KMK Live Ocular Pharm Session 1

Chapter 1: Introduction

  • Iris Radial Dilator:

    • Remembered as "radial" to associate with alpha-1 receptors on the radial dilator.

    • Sphincter Muscle Receptor: M3 receptors are present on the sphincter muscle.

  • Non-Pigmented Ciliary Epithelium (NPCE):

    • Dominated by Beta-2 receptors rather than Beta-1.

    • This leads to the drug Betaxelol, which selectively targets Beta-1 receptors.

    • Despite its selectivity, Betaxelol is not very effective in lowering intraocular pressure (IOP) due to the lower presence of Beta-1 receptors.

  • Impact of Iris Dilation on IOP:

    • Dilation increases the risk of elevated IOP, particularly when mid-dilated.

    • Mid-dilation brings the lens closer to the iris, potentially causing angle closure.

  • Ocular Pharmacology Chart:

    • Suggested to create a chart listing drugs and their effects on IOP.

    • For example, dilation of the iris is more likely to increase IOP.

Chapter 2: The Anticholinergic Bucket

  • Cholinergic Agonists:

    • Increase acetylcholine; stimulate the parasympathetic system.

    • Actions include "rest and digest," miosis, and SLUDGE (Salivation, Lacrimation, Urination, Diarrhea, Gastrointestinal distress, Emesis—"need to pee pee").

    • Direct Acting Agonist: Pilocarpine.

    • Indirect Agonists: Include Neostigmine, Echothiophate, Hydrophonium, Donepezil, and Pyridostigmine.

    • Common usage for these medications includes treatment of Myasthenia Gravis and Alzheimer’s disease.

  • Cholinergic Antagonists (Anticholinergics):

    • Medicines in this category reduce acetylcholine and decrease parasympathetic output.
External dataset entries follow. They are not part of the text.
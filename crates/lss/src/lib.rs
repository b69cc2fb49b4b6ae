#![forbid(unsafe_code)]
//! LSS public API facade.
//!
//! Re-exports the serializer front-end and the pieces a buffer cache
//! above it needs. This is the crate downstream consumers depend on.

pub use lss_core::*;
pub use lss_error::{LssError, Result};
pub use lss_file::{FileOpener, MemFileOpener, PathFileOpener};
pub use lss_types::{BlockId, BlockSequenceId, DynamicConfig, Recency, StaticConfig};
    • Examples include Cobalamin, Tropicamide, Atropine, and Cyclopentolate.

Chapter 3: Call This Bucket

  • Anticholinergic Medications:

    • Mnemonic: "Stop ACH" indicates mechanism of decreasing acetylcholine.

    • Atropine and Scopolamine can last up to 7 days; Omatropine lasts 2 days; Cyclopentolate—1 day; Tropicamide lasts approximately 5 hours.

  • Antihistamines:

    • Target H1 receptors; divided into 1st generation (e.g., Benadryl) and 2nd generation (e.g., Claritin, Allegra).

    • 1st Generation examples include Brompheniramine, Chlorpheniramine, Diphenhydramine, and Phenergan.

    • 2nd Generation includes Allegra and Xyzal, which have fewer sedative effects compared to their predecessors.

Chapter 4: Good Mood Neurotransmitter

  • Antipsychotics:

    • Function as antidopamine drugs, decreasing dopamine production in the brain.

    • Examples include Chlorpromazine and Thioridazine, important for those exhibiting signs of excessive dopamine function.

  • Antidepressants:

    • Only two categories within this category have anticholinergic properties: TCAs (e.g., Amitriptyline) and one MAOI.

    • Other classes (SNRIs, SSRIs) do not share this property, so it’s vital to distinguish.

  • Benzodiazepines:

    • Commonly referred to as "benzos," all end with "-lam" or "-pam," and target the GABA system, assisting with anxiety.

Chapter 5: Remember The TCAs

  • TCAs:

    • Important ones include Amitriptyline and Nortriptyline.

    • Useful methods to help memorize include creating songs or rhythms around the names of these drugs.

  • Antiaging Drugs:

    • Named for their content of "toxin," including Botox alternatives that utilize Botulinum Toxin for cosmetic applications.

Chapter 6: Conclusion

  • Review of drug categories and their relevant uses is essential for understanding therapeutic applications.

  • Recognition of how various drugs influence the nervous system can greatly enhance pharmaceutical knowledge for practical examinations or real-world scenarios.